In a move that surprised all, she expressed unhappiness over Obama’s victory. “What if he is a black?”,said the CM. She said that the Republicans were always close to her. “Aap logo ne dekha nahi kya unka haathi?”,said her linking her party to the Republicans.
In her inimitable style, she changed sides half way through the rally. She said that she may now change her party symbol to gaddha not only to pledge support to the most powerful president in the world but to reflect the ethos of her drove.
She blasted the media for projecting Rahul Gandhi as the future PM. When asked about his ongoing Amethi tour with UK Foreign Secretary David Miliband, Kumari said,”Us bande mein kya hai?” leaving the media perplexed if she was referring to Milliband or Rahul.

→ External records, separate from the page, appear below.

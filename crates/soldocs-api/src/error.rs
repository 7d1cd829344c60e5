use axum::{
    http::StatusCode,
    response::{IntoResponse, Response},
    Json,
};
use serde_json::json;
use soldocs_core::SolDocsError;
use thiserror::Error;

#[derive(Error, Debug)]
pub enum ApiError {
    #[error("Validation error: {0}")]
    Validation(String),

    #[error("Not found: {0}")]
    NotFound(String),

    #[error("Too many requests")]
    RateLimited,

    #[error("Internal server error: {0}")]
    Internal(String),
}

impl From<SolDocsError> for ApiError {
    fn from(err: SolDocsError) -> Self {
        match err {
            SolDocsError::Validation(msg) => ApiError::Validation(msg),
            SolDocsError::NotFound(msg) => ApiError::NotFound(msg),
            SolDocsError::InvalidIdl(msg) => ApiError::Validation(msg),
            other => ApiError::Internal(other.to_string()),
        }
    }
}

impl IntoResponse for ApiError {
    fn into_response(self) -> Response {
        let status = match self {
            ApiError::Validation(_) => StatusCode::BAD_REQUEST,
            ApiError::NotFound(_) => StatusCode::NOT_FOUND,
            ApiError::RateLimited => StatusCode::TOO_MANY_REQUESTS,
            ApiError::Internal(_) => StatusCode::INTERNAL_SERVER_ERROR,
        };

        let body = Json(json!({
            "error": self.to_string(),
            "status": status.as_u16()
        }));

        (status, body).into_response()
    }
}

pub type ApiResult<T> = Result<T, ApiError>;
use std::sync::Arc;

use soldocs_agent::Agent;
use soldocs_store::Store;

use crate::rate_limit::ApiRateLimiter;

#[derive(Clone)]
pub struct AppState {
    pub store: Arc<Store>,
    pub agent: Arc<Agent>,
    pub rate_limiter: Arc<ApiRateLimiter>,
}

impl AppState {
    pub fn new(store: Arc<Store>, agent: Arc<Agent>) -> Self {
        Self {
            store,
            agent,
            rate_limiter: Arc::new(ApiRateLimiter::with_default_quota()),
        }
    }
}
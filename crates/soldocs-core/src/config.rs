use std::env;
use std::path::PathBuf;
use std::str::FromStr;

use tracing::warn;

use crate::{Result, SolDocsError};

pub const DEFAULT_API_PORT: u16 = 3000;
pub const DEFAULT_DISCOVERY_INTERVAL_MS: u64 = 300_000;
pub const DEFAULT_AGENT_CONCURRENCY: usize = 1;

#[derive(Debug, Clone)]
pub struct Config {
    pub rpc_url: String,
    pub anthropic_api_key: String,
    pub api_port: u16,
    pub agent_discovery_interval_ms: u64,
    pub agent_concurrency: usize,
    pub webhook_url: Option<String>,
    pub data_dir: PathBuf,
    pub seeds_dir: PathBuf,
}

impl Config {
    /// Read configuration from the environment. Required variables fail
    /// hard; optional numerics fall back to their defaults on parse errors.
    pub fn from_env() -> Result<Self> {
        let rpc_url = required("SOLANA_RPC_URL")?;
        let anthropic_api_key = required("ANTHROPIC_API_KEY")?;

        Ok(Self {
            rpc_url,
            anthropic_api_key,
            api_port: optional("API_PORT", DEFAULT_API_PORT),
            agent_discovery_interval_ms: optional(
                "AGENT_DISCOVERY_INTERVAL_MS",
                DEFAULT_DISCOVERY_INTERVAL_MS,
            ),
            agent_concurrency: optional("AGENT_CONCURRENCY", DEFAULT_AGENT_CONCURRENCY).max(1),
            webhook_url: env::var("WEBHOOK_URL").ok().filter(|url| !url.is_empty()),
            data_dir: PathBuf::from(
                env::var("DATA_DIR").unwrap_or_else(|_| "./data".to_string()),
            ),
            seeds_dir: PathBuf::from(
                env::var("SEEDS_DIR").unwrap_or_else(|_| "./seeds".to_string()),
            ),
        })
    }
}

fn required(name: &str) -> Result<String> {
    env::var(name)
        .ok()
        .filter(|value| !value.is_empty())
        .ok_or_else(|| {
            SolDocsError::Configuration(format!("{name} environment variable is required"))
        })
}

fn optional<T: FromStr + Copy>(name: &str, default: T) -> T {
    match env::var(name) {
        Ok(raw) => raw.parse().unwrap_or_else(|_| {
            warn!("Ignoring unparseable {name}={raw:?}, using default");
            default
        }),
        Err(_) => default,
    }
}
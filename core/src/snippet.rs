use regex::{Captures, Regex, RegexBuilder};
use serde::{Deserialize, Serialize};

#[derive(Debug, Clone, PartialEq, Eq, Serialize, Deserialize)]
#[serde(default)]
pub struct SnippetOptions {
    /// Window size in characters, excluding ellipsis markers.
    pub max_len: usize,
    pub ellipsis: String,
    /// Wrap term occurrences in `<em>` tags after cutting the window.
    pub highlight: bool,
}

impl Default for SnippetOptions {
    fn default() -> Self {
        Self { max_len: 200, ellipsis: "...".to_string(), highlight: false }
    }
}

fn term_pattern(term: &str) -> Option<Regex> {
    if term.trim().is_empty() { return None; }
    RegexBuilder::new(&regex::escape(term)).case_insensitive(true).build().ok()
}

/// Character offset of the earliest case-insensitive occurrence of any term.
fn first_match(body: &str, terms: &[String]) -> Option<usize> {
    terms
        .iter()
        .filter_map(|t| term_pattern(t))
        .filter_map(|re| re.find(body).map(|m| m.start()))
        .min()
        .map(|byte_idx| body[..byte_idx].chars().count())
}

pub fn snippet(body: &str, terms: &[String], max_len: usize) -> String {
    snippet_with(body, terms, max_len, "...")
}

/// Cut a window of at most `max_len` characters starting `max_len / 2` before
/// the first term match, truncated at the end of the body, marking cut edges
/// with `ellipsis`.
pub fn snippet_with(body: &str, terms: &[String], max_len: usize, ellipsis: &str) -> String {
    if body.is_empty() { return String::new(); }
    let total = body.chars().count();

    let start = first_match(body, terms).map_or(0, |center| center.saturating_sub(max_len / 2));
    let end = (start + max_len).min(total);

    let mut out = String::new();
    if start > 0 { out.push_str(ellipsis); }
    out.extend(body.chars().skip(start).take(end - start));
    if end < total { out.push_str(ellipsis); }
    out
}

/// Wrap every term occurrence in `<em>` tags in one pass; longer terms win
/// where terms overlap.
pub fn highlight_terms(snippet: &str, terms: &[String]) -> String {
    let mut alts: Vec<&str> = terms.iter().map(|t| t.as_str()).filter(|t| !t.trim().is_empty()).collect();
    if alts.is_empty() { return snippet.to_string(); }
    alts.sort_by(|a, b| b.chars().count().cmp(&a.chars().count()));
    alts.dedup();
    let pattern = alts.iter().map(|t| regex::escape(t)).collect::<Vec<_>>().join("|");
    match RegexBuilder::new(&pattern).case_insensitive(true).build() {
        Ok(re) => re.replace_all(snippet, |caps: &Captures| format!("<em>{}</em>", &caps[0])).into_owned(),
        Err(err) => {
            tracing::debug!(error = %err, "highlight pattern rejected");
            snippet.to_string()
        }
    }
}

pub fn render(body: &str, terms: &[String], opts: &SnippetOptions) -> String {
    let s = snippet_with(body, terms, opts.max_len, &opts.ellipsis);
    if opts.highlight { highlight_terms(&s, terms) } else { s }
}

#[cfg(test)]
mod tests {
    use super::*;

    fn terms(items: &[&str]) -> Vec<String> { items.iter().map(|s| s.to_string()).collect() }

    #[test]
    fn empty_body_is_empty() {
        assert_eq!(snippet("", &terms(&["x"]), 10), "");
    }

    #[test]
    fn short_body_is_returned_whole() {
        assert_eq!(snippet("коротко", &terms(&["коротко"]), 200), "коротко");
        assert_eq!(snippet("short", &[], 200), "short");
    }

    #[test]
    fn no_match_takes_prefix() {
        assert_eq!(snippet("abcdefghij", &terms(&["zzz"]), 4), "abcd...");
    }

    #[test]
    fn match_at_start_has_no_leading_ellipsis() {
        let s = snippet("Rust is fast and safe and fun", &terms(&["rust"]), 10);
        assert_eq!(s, "Rust is fa...");
    }

    #[test]
    fn window_centers_on_earliest_match() {
        let body = "0123456789target0123456789";
        let s = snippet(body, &terms(&["zzz", "TARGET"]), 10);
        assert_eq!(s, "...56789targe...");
    }

    #[test]
    fn window_is_truncated_at_end() {
        let body = "aaaaaaaaaaaaaaaaaaaaend";
        let s = snippet(body, &terms(&["end"]), 6);
        assert_eq!(s, "...aaaend");
        let s = snippet("0123456789abcdefghij", &terms(&["ij"]), 10);
        assert_eq!(s, "...defghij");
    }

    #[test]
    fn counts_characters_not_bytes() {
        let body = "ґґґґґґґґґґ Київ ґґґґґґґґґґ";
        let s = snippet(body, &terms(&["київ"]), 4);
        assert_eq!(s, "...ґ Ки...");
    }

    #[test]
    fn length_is_bounded() {
        let body = "lorem ipsum dolor sit amet ".repeat(20);
        for max_len in [1, 7, 30, 100] {
            for t in ["dolor", "amet", "nothing"] {
                let s = snippet(&body, &terms(&[t]), max_len);
                assert!(s.chars().count() <= max_len + 6);
            }
        }
    }

    #[test]
    fn highlight_wraps_matches() {
        let opts = SnippetOptions { highlight: true, ..Default::default() };
        assert_eq!(render("Rust and rust", &terms(&["rust"]), &opts), "<em>Rust</em> and <em>rust</em>");
    }

    #[test]
    fn overlapping_terms_are_wrapped_once() {
        let opts = SnippetOptions { highlight: true, ..Default::default() };
        assert_eq!(
            render("I like rust lang and rust", &terms(&["rust", "rust lang"]), &opts),
            "I like <em>rust lang</em> and <em>rust</em>"
        );
        assert_eq!(render("rust", &terms(&["rust", "em"]), &opts), "<em>rust</em>");
        assert_eq!(render("a.b axb", &terms(&["a.b", " "]), &opts), "<em>a.b</em> axb");
    }
}
use crate::index::InvertedIndex;
use crate::query::ParsedQuery;
use crate::tokenizer::Normalizer;
use crate::{DocId, DocType, Document, Entities, EntityKind};
use anyhow::Result;
use serde::{Deserialize, Serialize};
use std::collections::{HashMap, HashSet};
use std::str::FromStr;

#[derive(Debug, Clone, Copy, Default, PartialEq, Eq, Serialize, Deserialize)]
#[serde(rename_all = "snake_case")]
pub enum ScoringMode {
    /// tf * (ln((N + 1) / (df + 1)) + 1)
    #[default]
    TfIdf,
    /// Plain term-frequency sum.
    TermFrequency,
}

/// Smoothed inverse document frequency. Never below 1 while `df <= num_docs`.
pub fn idf(num_docs: u32, df: u32) -> f64 {
    ((num_docs as f64 + 1.0) / (df as f64 + 1.0)).ln() + 1.0
}

#[derive(Debug, Clone, Copy, Default, PartialEq, Eq)]
pub enum DocTypeFilter {
    #[default]
    All,
    Only(DocType),
}

impl DocTypeFilter {
    pub fn accepts(&self, doc_type: DocType) -> bool {
        match self {
            DocTypeFilter::All => true,
            DocTypeFilter::Only(t) => *t == doc_type,
        }
    }
}

impl FromStr for DocTypeFilter {
    type Err = anyhow::Error;

    fn from_str(s: &str) -> Result<Self> {
        let s = s.trim();
        if s.is_empty() || s.eq_ignore_ascii_case("all") {
            return Ok(DocTypeFilter::All);
        }
        Ok(DocTypeFilter::Only(s.parse()?))
    }
}

#[derive(Debug, Clone, Copy, Default, PartialEq, Eq)]
pub enum EntityFilter {
    #[default]
    All,
    Only(EntityKind),
}

impl EntityFilter {
    /// A document passes a category filter when it has at least one mention in that category.
    pub fn accepts(&self, entities: &Entities) -> bool {
        match self {
            EntityFilter::All => true,
            EntityFilter::Only(kind) => !entities.get(*kind).is_empty(),
        }
    }
}

impl FromStr for EntityFilter {
    type Err = anyhow::Error;

    fn from_str(s: &str) -> Result<Self> {
        let s = s.trim();
        if s.is_empty() || s.eq_ignore_ascii_case("all") {
            return Ok(EntityFilter::All);
        }
        Ok(EntityFilter::Only(s.parse()?))
    }
}

#[derive(Debug, Clone, Copy, Default, PartialEq, Eq)]
pub struct SearchFilters {
    pub doc_type: DocTypeFilter,
    pub entity_type: EntityFilter,
}

#[derive(Debug, Clone, Copy, Default)]
pub struct Ranker {
    mode: ScoringMode,
}

impl Ranker {
    pub fn new(mode: ScoringMode) -> Self { Self { mode } }

    pub fn mode(&self) -> ScoringMode { self.mode }

    /// Score documents against the must and should terms of `query`, apply the
    /// filters and order by score descending, then id ascending.
    ///
    /// Phrases and must_not terms do not take part in scoring.
    pub fn rank(
        &self,
        query: &ParsedQuery,
        filters: &SearchFilters,
        normalizer: &Normalizer,
        index: &InvertedIndex,
        docs: &HashMap<DocId, Document>,
    ) -> Vec<(DocId, f64)> {
        if !query.has_scored_terms() {
            return Vec::new();
        }

        let mut seen: HashSet<String> = HashSet::new();
        let terms: Vec<String> = query
            .scored_terms()
            .flat_map(|raw| normalizer.normalize(raw))
            .filter(|t| seen.insert(t.clone()))
            .collect();

        let n = index.num_docs();
        let mut scores: HashMap<&str, f64> = HashMap::new();
        for term in &terms {
            let Some(plist) = index.postings(term) else { continue };
            let weight = match self.mode {
                ScoringMode::TfIdf => idf(n, plist.len() as u32),
                ScoringMode::TermFrequency => 1.0,
            };
            for (doc_id, tf) in plist {
                *scores.entry(doc_id.as_str()).or_insert(0.0) += *tf as f64 * weight;
            }
        }

        let mut scored: Vec<(DocId, f64)> = scores
            .into_iter()
            .filter_map(|(doc_id, score)| {
                let doc = docs.get(doc_id)?;
                if !filters.doc_type.accepts(doc.doc_type) || !filters.entity_type.accepts(&doc.entities) {
                    return None;
                }
                let len = index.doc_len(doc_id).unwrap_or(0).max(1);
                Some((doc_id.to_string(), score / len as f64))
            })
            .collect();

        scored.sort_by(|a, b| {
            b.1.partial_cmp(&a.1)
                .unwrap_or(std::cmp::Ordering::Equal)
                .then_with(|| a.0.cmp(&b.0))
        });
        tracing::debug!(terms = terms.len(), hits = scored.len(), "ranked query");
        scored
    }
}
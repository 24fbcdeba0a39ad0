//! Optional analysis capabilities.
//!
//! A lemmatizer or entity recognizer is never required: the tokenizer and the
//! entity extractor have a complete fallback path. When one is configured, an
//! ordered list of probes is tried once at construction and the first one that
//! loads is kept for the lifetime of the engine.

use anyhow::{anyhow, Context, Result};
use rust_stemmers::{Algorithm, Stemmer};
use serde::{Deserialize, Serialize};
use std::fs::File;
use std::io::BufReader;
use std::path::{Path, PathBuf};
use std::sync::Arc;

/// Replaces the lower-cased form of a token with its base form.
pub trait Lemmatizer: Send + Sync {
    fn name(&self) -> &str;
    fn lemma(&self, word: &str) -> String;
}

/// A labeled mention found by a recognizer. Labels are recognizer-native
/// (PERSON, ORG, GPE, ...) and get mapped onto entity categories by the extractor.
#[derive(Debug, Clone, PartialEq, Eq, Serialize, Deserialize)]
pub struct EntitySpan {
    pub label: String,
    pub text: String,
}

pub trait EntityRecognizer: Send + Sync {
    fn name(&self) -> &str;
    fn recognize(&self, text: &str) -> Result<Vec<EntitySpan>>;
}

/// Resolved state of an optional capability.
pub enum Capability<T: ?Sized> {
    Present(Arc<T>),
    Absent,
}

impl<T: ?Sized> Capability<T> {
    pub fn get(&self) -> Option<&T> {
        match self {
            Capability::Present(inner) => Some(inner.as_ref()),
            Capability::Absent => None,
        }
    }

    pub fn is_present(&self) -> bool { matches!(self, Capability::Present(_)) }
}

impl<T: ?Sized> Clone for Capability<T> {
    fn clone(&self) -> Self {
        match self {
            Capability::Present(inner) => Capability::Present(Arc::clone(inner)),
            Capability::Absent => Capability::Absent,
        }
    }
}

impl<T: ?Sized> Default for Capability<T> {
    fn default() -> Self { Capability::Absent }
}

pub struct Probe<T: ?Sized> {
    name: String,
    load: Box<dyn FnOnce() -> Result<Arc<T>>>,
}

impl<T: ?Sized> Probe<T> {
    pub fn new(name: impl Into<String>, load: impl FnOnce() -> Result<Arc<T>> + 'static) -> Self {
        Self { name: name.into(), load: Box::new(load) }
    }
}

/// Try each probe in order and keep the first that loads.
pub fn resolve<T: ?Sized>(kind: &str, probes: Vec<Probe<T>>) -> Capability<T> {
    for probe in probes {
        match (probe.load)() {
            Ok(found) => {
                tracing::info!(kind, probe = %probe.name, "capability resolved");
                return Capability::Present(found);
            }
            Err(err) => tracing::debug!(kind, probe = %probe.name, error = %err, "capability probe failed"),
        }
    }
    tracing::info!(kind, "no capability available, using fallback");
    Capability::Absent
}

/// Snowball stemmer used as a lemmatizer.
pub struct SnowballLemmatizer {
    language: String,
    stemmer: Stemmer,
}

impl SnowballLemmatizer {
    pub fn for_language(code: &str) -> Result<Self> {
        let algorithm = match code.trim().to_lowercase().as_str() {
            "ar" | "arabic" => Algorithm::Arabic,
            "da" | "danish" => Algorithm::Danish,
            "nl" | "dutch" => Algorithm::Dutch,
            "en" | "english" => Algorithm::English,
            "fi" | "finnish" => Algorithm::Finnish,
            "fr" | "french" => Algorithm::French,
            "de" | "german" => Algorithm::German,
            "el" | "greek" => Algorithm::Greek,
            "hu" | "hungarian" => Algorithm::Hungarian,
            "it" | "italian" => Algorithm::Italian,
            "no" | "norwegian" => Algorithm::Norwegian,
            "pt" | "portuguese" => Algorithm::Portuguese,
            "ro" | "romanian" => Algorithm::Romanian,
            "ru" | "russian" => Algorithm::Russian,
            "es" | "spanish" => Algorithm::Spanish,
            "sv" | "swedish" => Algorithm::Swedish,
            "ta" | "tamil" => Algorithm::Tamil,
            "tr" | "turkish" => Algorithm::Turkish,
            other => return Err(anyhow!("no snowball stemmer for language {other:?}")),
        };
        Ok(Self { language: code.to_string(), stemmer: Stemmer::create(algorithm) })
    }
}

impl Lemmatizer for SnowballLemmatizer {
    fn name(&self) -> &str { &self.language }

    fn lemma(&self, word: &str) -> String { self.stemmer.stem(word).to_string() }
}

pub fn lemmatizer_probes(languages: &[String]) -> Vec<Probe<dyn Lemmatizer>> {
    languages
        .iter()
        .map(|lang| {
            let code = lang.clone();
            Probe::new(format!("snowball:{lang}"), move || {
                let lemmatizer: Arc<dyn Lemmatizer> = Arc::new(SnowballLemmatizer::for_language(&code)?);
                Ok(lemmatizer)
            })
        })
        .collect()
}

#[derive(Debug, Clone, Serialize, Deserialize)]
pub struct GazetteerEntry {
    pub text: String,
    pub label: String,
}

/// Dictionary recognizer: reports every known entry that occurs verbatim in the text.
pub struct GazetteerRecognizer {
    name: String,
    entries: Vec<GazetteerEntry>,
}

impl GazetteerRecognizer {
    pub fn new(name: impl Into<String>, entries: Vec<GazetteerEntry>) -> Self {
        let entries = entries.into_iter().filter(|e| !e.text.trim().is_empty()).collect();
        Self { name: name.into(), entries }
    }

    pub fn from_path<P: AsRef<Path>>(path: P) -> Result<Self> {
        let path = path.as_ref();
        let f = File::open(path).with_context(|| format!("open gazetteer {}", path.display()))?;
        let entries: Vec<GazetteerEntry> = serde_json::from_reader(BufReader::new(f))
            .with_context(|| format!("parse gazetteer {}", path.display()))?;
        if entries.is_empty() {
            return Err(anyhow!("gazetteer {} has no entries", path.display()));
        }
        Ok(Self::new(path.display().to_string(), entries))
    }
}

impl EntityRecognizer for GazetteerRecognizer {
    fn name(&self) -> &str { &self.name }

    fn recognize(&self, text: &str) -> Result<Vec<EntitySpan>> {
        let mut hits: Vec<(usize, &GazetteerEntry)> = self
            .entries
            .iter()
            .filter_map(|e| text.find(e.text.as_str()).map(|pos| (pos, e)))
            .collect();
        // stable: entries found at the same offset keep gazetteer order
        hits.sort_by_key(|(pos, _)| *pos);
        Ok(hits
            .into_iter()
            .map(|(_, e)| EntitySpan { label: e.label.clone(), text: e.text.clone() })
            .collect())
    }
}

pub fn recognizer_probes(gazetteer: Option<&Path>) -> Vec<Probe<dyn EntityRecognizer>> {
    let mut probes = Vec::new();
    if let Some(path) = gazetteer {
        let path: PathBuf = path.to_path_buf();
        probes.push(Probe::new(format!("gazetteer:{}", path.display()), move || {
            let recognizer: Arc<dyn EntityRecognizer> = Arc::new(GazetteerRecognizer::from_path(&path)?);
            Ok(recognizer)
        }));
    }
    probes
}

#[cfg(test)]
mod tests {
    use super::*;
    use std::cell::Cell;
    use std::rc::Rc;

    #[test]
    fn first_loading_probe_wins() {
        let probes = lemmatizer_probes(&["uk".to_string(), "ru".to_string(), "en".to_string()]);
        let cap = resolve("lemmatizer", probes);
        assert_eq!(cap.get().map(|l| l.name()), Some("ru"));
    }

    #[test]
    fn no_probes_resolves_absent() {
        let cap: Capability<dyn Lemmatizer> = resolve("lemmatizer", Vec::new());
        assert!(!cap.is_present());
    }

    #[test]
    fn probes_after_success_are_not_run() {
        let calls = Rc::new(Cell::new(0));
        let c1 = Rc::clone(&calls);
        let c2 = Rc::clone(&calls);
        let probes: Vec<Probe<dyn Lemmatizer>> = vec![
            Probe::new("a", move || {
                c1.set(c1.get() + 1);
                let l: Arc<dyn Lemmatizer> = Arc::new(SnowballLemmatizer::for_language("en")?);
                Ok(l)
            }),
            Probe::new("b", move || {
                c2.set(c2.get() + 1);
                Err(anyhow!("should not run"))
            }),
        ];
        assert!(resolve("lemmatizer", probes).is_present());
        assert_eq!(calls.get(), 1);
    }

    #[test]
    fn snowball_stems_english() {
        let l = SnowballLemmatizer::for_language("en").unwrap();
        assert_eq!(l.lemma("running"), "run");
    }

    #[test]
    fn gazetteer_reports_in_text_order() {
        let g = GazetteerRecognizer::new(
            "test",
            vec![
                GazetteerEntry { text: "Київ".into(), label: "GPE".into() },
                GazetteerEntry { text: "Іван Петренко".into(), label: "PERSON".into() },
                GazetteerEntry { text: "Марс".into(), label: "LOC".into() },
            ],
        );
        let spans = g.recognize("Іван Петренко приїхав у Київ").unwrap();
        let texts: Vec<&str> = spans.iter().map(|s| s.text.as_str()).collect();
        assert_eq!(texts, vec!["Іван Петренко", "Київ"]);
    }

    #[test]
    fn missing_gazetteer_probe_fails_quietly() {
        let probes = recognizer_probes(Some(Path::new("/no/such/gazetteer.json")));
        assert!(!resolve("recognizer", probes).is_present());
    }
}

Mayawati mentioned her recently launched blog and said it would bring newer generation to the polling booths. A reporter, who asked if she was trying to copy LK Advani’s idea, was taken away by her body guards. She said her blog was (a) hit even before the launch. When asked for the link, she smirked and said, “Dhoonte rah jaoge” .
To counter the oft abused slogan ” Bijli Sadak paani” by pro development parties, she announced her drab new slogan, “Behenji PM baney”.
Faking News managed to get a copy of her grand plans for India. Excerpts below:
We will focus on building the morale of the Indian armed forces to make them self reliant. Undue stress on discipline has affected the Indian forces and hence they were not able to advocate a single coup in the last 60 years, unlike our enemy neighbor that has mastered this art.
The center’s plan to set up NSG hubs across India is waste of precious resources. We will rename every state’s police force as Elite Commandoes like we have done to the UP Police( Now UP Elite Commandos ) Cost cutting starts at home.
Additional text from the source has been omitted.